Carlos Beltran figures he received about $11.5 million worth of boos last year. That was what the New York Mets paid him in the first year of his $119 million contract, one that, by the end of Beltran's injury-pocked season, Mets fans rued.
Yet here Beltran stands, more than a year after he boldly glossed his new team "The New Mets," defiant, excited, ready.
"It's a new season," Beltran said. "You hope to stay healthy. You hope to play well. It's about hope."
Opening Day, at its root, is about hope. The World Series champion Chicago White Sox will host division rival Cleveland in the season's first game Sunday night, and Monday is the season's official dawn. Thirteen cities will see baseball live for the first time in more than five months, thirteen more will get their tastes on television, and all of them will do nothing more than hope.
They will hope for a victory that day and another after that so it's a winning streak, a grand month to start the season well. For hitters and pitchers to stay healthy so, in August and September, when the games matter most, that hope isn't dead.
Beltran's hope is as simple as a repeat of his first game in 2004, when he capped a Kansas City comeback by hitting a two-run home run in extra innings to send the Royals home victorious.
And there are so many more things to hope for around baseball, things that would make the game that much more special in 2006.
Hope that former Sen. George Mitchell does as good a job investigating steroids as Major League Baseball is convinced he will.

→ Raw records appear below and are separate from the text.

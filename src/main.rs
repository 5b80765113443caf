use std::io;
use std::path::PathBuf;
use std::time::Duration;

use anyhow::{Context, Result};
use chrono::Utc;
use clap::Parser;
use crossterm::{
    event::{DisableMouseCapture, EnableMouseCapture, Event},
    execute,
    terminal::{disable_raw_mode, enable_raw_mode, EnterAlternateScreen, LeaveAlternateScreen},
};
use ratatui::{backend::CrosstermBackend, Terminal};
use tracing::info;

use linewatch::logging::{self, LogTarget};
use linewatch::sim::{alert, seeded, Simulation, SimulationClock};
use linewatch::ui::{self, Theme};
use linewatch::{events, export, App, Settings};

#[derive(Parser, Debug)]
#[command(name = "linewatch")]
#[command(about = "LT feeder-line voltage monitoring simulator")]
struct Args {
    /// TOML configuration file
    #[arg(short, long)]
    config: Option<PathBuf>,

    /// Number of simulated feeder lines
    #[arg(long)]
    lines: Option<usize>,

    /// Simulation tick interval in milliseconds
    #[arg(long)]
    interval_ms: Option<u64>,

    /// Minimum safe voltage
    #[arg(long)]
    min: Option<f64>,

    /// Maximum safe voltage
    #[arg(long)]
    max: Option<f64>,

    /// Seed for reproducible runs
    #[arg(long)]
    seed: Option<u64>,

    /// Write log output to this file
    #[arg(long)]
    log_file: Option<PathBuf>,

    /// Run headless and export the final state to a JSON file
    #[arg(short, long)]
    export: Option<PathBuf>,

    /// Number of ticks to run before exporting
    #[arg(long, default_value = "100", requires = "export")]
    ticks: u64,
}

impl Args {
    /// Layer command-line overrides on top of loaded settings.
    fn apply(&self, settings: &mut Settings) {
        if let Some(lines) = self.lines {
            settings.line_count = lines;
        }
        if let Some(ms) = self.interval_ms {
            settings.tick_interval_ms = ms;
        }
        if let Some(min) = self.min {
            settings.threshold_min = min;
        }
        if let Some(max) = self.max {
            settings.threshold_max = max;
        }
        if self.seed.is_some() {
            settings.seed = self.seed;
        }
        if self.log_file.is_some() {
            settings.log_file = self.log_file.clone();
        }
    }
}

fn main() -> Result<()> {
    let args = Args::parse();

    let mut settings = Settings::load(args.config.as_deref())?;
    args.apply(&mut settings);
    settings.validate()?;

    // Handle export mode (non-interactive)
    if let Some(ref export_path) = args.export {
        let target = match settings.log_file {
            Some(ref path) => LogTarget::File(path),
            None => LogTarget::Stderr,
        };
        logging::init(target)?;
        return export_headless(&settings, args.ticks, export_path);
    }

    let target = match settings.log_file {
        Some(ref path) => LogTarget::File(path),
        None => LogTarget::Disabled,
    };
    logging::init(target)?;
    run_tui(&settings)
}

/// Run the simulation without a terminal and write the final snapshot.
fn export_headless(settings: &Settings, ticks: u64, export_path: &std::path::Path) -> Result<()> {
    let snapshot = export::run_headless(settings, ticks)?;
    export::write_snapshot(&snapshot, export_path)?;
    println!("Exported simulation state to: {}", export_path.display());
    Ok(())
}

/// Start the clock and run the dashboard until the operator quits.
fn run_tui(settings: &Settings) -> Result<()> {
    let rt = tokio::runtime::Runtime::new().context("failed to start tokio runtime")?;

    let (alert_tx, alert_rx) = alert::channel();
    let simulation = Simulation::new(
        settings.simulation_params()?,
        Box::new(seeded(settings.seed)),
        alert_tx,
        Utc::now(),
    );
    let clock = {
        let _guard = rt.enter();
        SimulationClock::new(simulation)
            .interval(settings.tick_interval())
            .start()
    };
    info!(
        lines = settings.line_count,
        interval_ms = settings.tick_interval_ms,
        "simulation started"
    );

    // Detect the theme before raw mode takes over the terminal
    let theme = Theme::auto_detect();

    // Setup terminal
    enable_raw_mode()?;
    let mut stdout = io::stdout();
    execute!(stdout, EnterAlternateScreen, EnableMouseCapture)?;
    let backend = CrosstermBackend::new(stdout);
    let mut terminal = Terminal::new(backend)?;

    // Setup panic hook to restore terminal
    let original_hook = std::panic::take_hook();
    std::panic::set_hook(Box::new(move |panic| {
        let _ = disable_raw_mode();
        let _ = execute!(io::stdout(), LeaveAlternateScreen, DisableMouseCapture);
        original_hook(panic);
    }));

    let mut app = App::new(clock, alert_rx, settings.threshold_step, theme);
    app.reload_data();

    let result = run_app(&mut terminal, &mut app);

    // Restore terminal
    disable_raw_mode()?;
    execute!(
        terminal.backend_mut(),
        LeaveAlternateScreen,
        DisableMouseCapture
    )?;
    terminal.show_cursor()?;

    rt.block_on(app.shutdown());
    info!("simulation stopped");

    result
}

fn run_app(
    terminal: &mut Terminal<CrosstermBackend<io::Stdout>>,
    app: &mut App,
) -> Result<()> {
    while app.running {
        terminal.draw(|frame| ui::render(frame, app))?;

        if let Some(event) = events::poll_event(Duration::from_millis(100))? {
            match event {
                Event::Key(key) => events::handle_key_event(app, key),
                Event::Mouse(mouse) => events::handle_mouse_event(app, mouse),
                // Redrawn on the next iteration
                Event::Resize(_, _) => {}
                _ => {}
            }
        }

        app.reload_data();
    }

    Ok(())
}
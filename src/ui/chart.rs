//! Voltage history chart for the selected line.

use chrono::Local;
use ratatui::{
    layout::Rect,
    style::{Modifier, Style},
    symbols,
    text::{Line as TextLine, Span},
    widgets::{Axis, Block, Borders, Chart, Dataset, GraphType, Paragraph},
    Frame,
};

use crate::app::App;
use crate::sim::{Line, Thresholds};

/// Padding above and below the plotted data, in volts.
const Y_MARGIN: f64 = 20.0;

/// Vertical bounds: data range widened by [`Y_MARGIN`] on both sides.
pub fn y_bounds(line: &Line) -> [f64; 2] {
    match line.history_range() {
        Some((lo, hi)) => [lo - Y_MARGIN, hi + Y_MARGIN],
        None => [line.voltage - Y_MARGIN, line.voltage + Y_MARGIN],
    }
}

fn points(line: &Line) -> Vec<(f64, f64)> {
    line.history
        .iter()
        .enumerate()
        .map(|(i, s)| (i as f64, s.voltage))
        .collect()
}

fn threshold_points(thresholds: &Thresholds, x_max: f64) -> (Vec<(f64, f64)>, Vec<(f64, f64)>) {
    (
        vec![(0.0, thresholds.min), (x_max, thresholds.min)],
        vec![(0.0, thresholds.max), (x_max, thresholds.max)],
    )
}

/// Render the chart, or a placeholder when nothing is selected.
pub fn render(frame: &mut Frame, app: &App, area: Rect) {
    let block = Block::default()
        .borders(Borders::ALL)
        .border_type(app.theme.border_type)
        .border_style(Style::default().fg(app.theme.border));

    let Some(line) = app.selected_line() else {
        let placeholder = Paragraph::new("Waiting for data...")
            .style(Style::default().add_modifier(Modifier::DIM))
            .block(block.title(" Voltage "));
        frame.render_widget(placeholder, area);
        return;
    };

    let data = points(line);
    let x_max = (data.len().saturating_sub(1) as f64).max(1.0);
    let (min_line, max_line) = threshold_points(&app.thresholds, x_max);
    let [y_min, y_max] = y_bounds(line);
    let trace_style = app.theme.status_style(line.status);
    let limit_style = Style::default().fg(app.theme.threshold);

    let datasets = vec![
        Dataset::default()
            .name(format!("min {:.0}", app.thresholds.min))
            .marker(symbols::Marker::Dot)
            .graph_type(GraphType::Line)
            .style(limit_style)
            .data(&min_line),
        Dataset::default()
            .name(format!("max {:.0}", app.thresholds.max))
            .marker(symbols::Marker::Dot)
            .graph_type(GraphType::Line)
            .style(limit_style)
            .data(&max_line),
        Dataset::default()
            .name(format!("{} {:.2}", line.id, line.voltage))
            .marker(symbols::Marker::Braille)
            .graph_type(GraphType::Line)
            .style(trace_style)
            .data(&data),
    ];

    let time_label = |sample: Option<&crate::sim::Sample>| {
        sample
            .map(|s| s.time.with_timezone(&Local).format("%H:%M:%S").to_string())
            .unwrap_or_default()
    };
    let first = time_label(line.history.front());
    let last = time_label(line.history.back());

    let title = TextLine::from(vec![
        Span::raw(format!(" {} {} ", line.id, line.name)),
        Span::styled(format!("{} ", line.status.label()), trace_style),
    ]);

    let chart = Chart::new(datasets)
        .block(block.title(title))
        .x_axis(
            Axis::default()
                .bounds([0.0, x_max])
                .labels(vec![TextLine::from(first), TextLine::from(last)]),
        )
        .y_axis(
            Axis::default()
                .title("V")
                .bounds([y_min, y_max])
                .labels(vec![
                    TextLine::from(format!("{y_min:.0}")),
                    TextLine::from(format!("{:.0}", (y_min + y_max) / 2.0)),
                    TextLine::from(format!("{y_max:.0}")),
                ]),
        );

    frame.render_widget(chart, area);
}
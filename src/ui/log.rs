//! Event log table.

use chrono::Local;
use ratatui::{
    layout::{Constraint, Rect},
    style::{Modifier, Style},
    widgets::{Block, Borders, Cell, Row, Table, TableState},
    Frame,
};

use crate::app::App;
use crate::sim::LogEntry;

/// Cells for one log row: local time, line, voltage, message.
pub fn row_cells(entry: &LogEntry) -> [String; 4] {
    [
        entry.timestamp.with_timezone(&Local).format("%H:%M:%S").to_string(),
        entry.line_id.clone().unwrap_or_else(|| "System".to_string()),
        entry
            .voltage
            .map(|v| format!("{v:.2}"))
            .unwrap_or_else(|| "N/A".to_string()),
        entry.message.clone(),
    ]
}

fn message_style(app: &App, entry: &LogEntry) -> Style {
    if entry.message.starts_with("TRIPPED") {
        Style::default().fg(app.theme.tripped)
    } else if entry.message.starts_with("DISASTER") {
        Style::default().fg(app.theme.warning).add_modifier(Modifier::BOLD)
    } else if entry.message.starts_with("RESTORED") {
        Style::default().fg(app.theme.on)
    } else {
        Style::default().fg(app.theme.info)
    }
}

/// Render the log, newest first.
///
/// With `selectable` the row at `app.log_scroll` is highlighted and kept in
/// view; otherwise only the most recent entries that fit are shown.
pub fn render(frame: &mut Frame, app: &App, area: Rect, selectable: bool) {
    let Some(ref data) = app.data else {
        return;
    };

    let header = Row::new(vec!["Time", "Line", "Voltage", "Event"])
        .height(1)
        .style(app.theme.header);

    let rows: Vec<Row> = data
        .logs
        .iter()
        .map(|entry| {
            let [time, line, voltage, message] = row_cells(entry);
            Row::new(vec![
                Cell::from(time).style(Style::default().add_modifier(Modifier::DIM)),
                Cell::from(line),
                Cell::from(voltage),
                Cell::from(message).style(message_style(app, entry)),
            ])
        })
        .collect();

    let widths = [
        Constraint::Length(9),
        Constraint::Length(7),
        Constraint::Length(8),
        Constraint::Fill(1),
    ];

    let title = if data.logs.is_empty() {
        " Event Log (empty) ".to_string()
    } else if selectable {
        format!(" Event Log [{}/{}] ", app.log_scroll + 1, data.logs.len())
    } else {
        format!(" Recent Events ({}) ", data.logs.len())
    };

    let mut table = Table::new(rows, widths).header(header).block(
        Block::default()
            .title(title)
            .borders(Borders::ALL)
            .border_type(app.theme.border_type)
            .border_style(Style::default().fg(app.theme.border)),
    );

    let mut state = TableState::default();
    if selectable && !data.logs.is_empty() {
        table = table.row_highlight_style(app.theme.selected);
        state.select(Some(app.log_scroll.min(data.logs.len() - 1)));
    }

    frame.render_stateful_widget(table, area, &mut state);
}
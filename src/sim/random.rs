//! Injectable randomness for the simulator.

use std::collections::VecDeque;

use rand::rngs::StdRng;
use rand::{Rng, SeedableRng};

/// A source of uniform draws in `[0, 1)`.
///
/// Every random decision the simulator makes goes through this trait so that
/// tests can script the exact sequence of draws.
pub trait RandomSource: Send {
    /// Next uniform draw in `[0, 1)`.
    fn next_unit(&mut self) -> f64;

    /// Uniform draw in `[low, high)`.
    fn uniform(&mut self, low: f64, high: f64) -> f64 {
        low + self.next_unit() * (high - low)
    }
}

impl RandomSource for StdRng {
    fn next_unit(&mut self) -> f64 {
        self.gen::<f64>()
    }
}

/// Build the production random source, seeded when reproducibility is wanted.
pub fn seeded(seed: Option<u64>) -> StdRng {
    match seed {
        Some(seed) => StdRng::seed_from_u64(seed),
        None => StdRng::from_entropy(),
    }
}

/// Replays a fixed list of draws, cycling when exhausted.
///
/// # Example
///
/// ```
/// use linewatch::sim::{RandomSource, ScriptedRandom};
///
/// let mut rng = ScriptedRandom::new([0.25, 0.75]);
/// assert_eq!(rng.next_unit(), 0.25);
/// assert_eq!(rng.next_unit(), 0.75);
/// assert_eq!(rng.next_unit(), 0.25);
/// ```
#[derive(Debug, Clone)]
pub struct ScriptedRandom {
    draws: VecDeque<f64>,
}

impl ScriptedRandom {
    /// Create a scripted source. An empty script always yields `0.5`.
    pub fn new(draws: impl IntoIterator<Item = f64>) -> Self {
        Self {
            draws: draws.into_iter().map(|d| d.clamp(0.0, 1.0 - f64::EPSILON)).collect(),
        }
    }
}

impl RandomSource for ScriptedRandom {
    fn next_unit(&mut self) -> f64 {
        match self.draws.pop_front() {
            Some(draw) => {
                self.draws.push_back(draw);
                draw
            }
            None => 0.5,
        }
    }
}

#[cfg(test)]
mod tests {
    use super::*;

    #[test]
    fn same_seed_same_sequence() {
        let mut a = seeded(Some(7));
        let mut b = seeded(Some(7));
        for _ in 0..16 {
            assert_eq!(a.next_unit(), b.next_unit());
        }
    }

    #[test]
    fn std_rng_draws_are_unit_interval() {
        let mut rng = seeded(Some(42));
        for _ in 0..1000 {
            let u = rng.next_unit();
            assert!((0.0..1.0).contains(&u));
        }
    }

    #[test]
    fn uniform_scales_draw() {
        let mut rng = ScriptedRandom::new([0.5]);
        assert_eq!(rng.uniform(-5.0, 5.0), 0.0);
    }

    #[test]
    fn empty_script_yields_midpoint() {
        let mut rng = ScriptedRandom::new([]);
        assert_eq!(rng.next_unit(), 0.5);
    }
}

Hope that Bud Selig can make it through this mess. He is an idea man, a master consensus builder, a great person for the game. Yet the longer he and baseball and the union deny culpability in the steroid problem, the more people forget about all the good things he's done. And that list is long.
Hope that scientist Don Catlin can come up with a test for human growth hormone. Because every time you see a pumped-up slugger these days, you wonder.
Hope that Tampa Bay's new regime is better than its old one. And by the looks, it already is.
Hope that MLB sells the Nationals to the best owner for the team, not the best fit for the league.
Hope that Seattle's Emiliano Fruto stays in the big leagues all season so there's a reason to type his name.
Hope that Chris Coste makes the Phillies and succeeds. Every year there is a minor-league lifer who plays his way into the big leagues. After 12 years of bus trips and peanut butter and jelly sandwiches, Coste might finally get his shot.
Hope that the Cardinals install an electric fence around the dugout to prevent Tony La Russa from making so many trips to the mound.
Hope that David Ortiz never loses his smile.
Hope that David Wells, at 42 years old, finally grows up.
Hope that players stop taking amphetamines. When abused, they are highly addictive and far more damaging than steroids.
Hope that every one of you wins your fantasy league, because nothing beats bragging rights in November, December, January, February and March.
Hope that the mustard at Jacobs Field tastes as good as it always has.
Hope that the NL West champion makes it over .500.
Hope that the owners and players' association can hammer out a collective-bargaining agreement before the current one expires in December. With revenue sharing needing an overhaul, the announcement that baseball will investigate the use of steroids sent another ripple into the pool. It's got the potential to be a wave.
Hope that there are more 1-0 games.
Hope that Mark Mulder pitches another 10-inning shutout. Last year, he went through 33 Astros in 101 pitches and turned in the season's best individual performance.
Hope that Barry Bonds realizes the game is worse for having him around. He won't, but still.
Hope that Zack Greinke is OK.
Hope that Elden Auker, the last living man to strike out Babe Ruth, has a happy 96th on Sept. 21.
Hope that the Hall of Fame considers inducting Bill James as a contributor. The game is different – and better – because of his innovation.
Hope that Kenny Williams uses his platform like his father and godfather. Williams' dad Jerry sued to get his job as the first black firefighter in San Jose, and his godfather John Carlos joined Tommie Smith in raising their fists on the Olympic podium. Williams is just the person to affect change in baseball's hiring of minorities in management positions.
Hope that a team comes out of nowhere to win a division.
Hope that Rafael Palmeiro is ready to say what really happened.
Hope that MLB doesn't sit on the good will from the World Baseball Classic and actively pursues spreading the game in Italy, in China and most of all in South Africa, a rich athletic nation that baseball could win over with better facilities.
Hope that Daisuke Matsuzaka gets posted.
Hope that a pitcher of substance tries to throw the gyroball, just to see if the thing works.
Hope that Buck O'Neil, 94, speaks at July's Hall of Fame induction of 19 Negro Leagues players, owners and managers. He personifies grace, humility and eloquence.
He gives hope to everyone, and this time of year, that's all we need.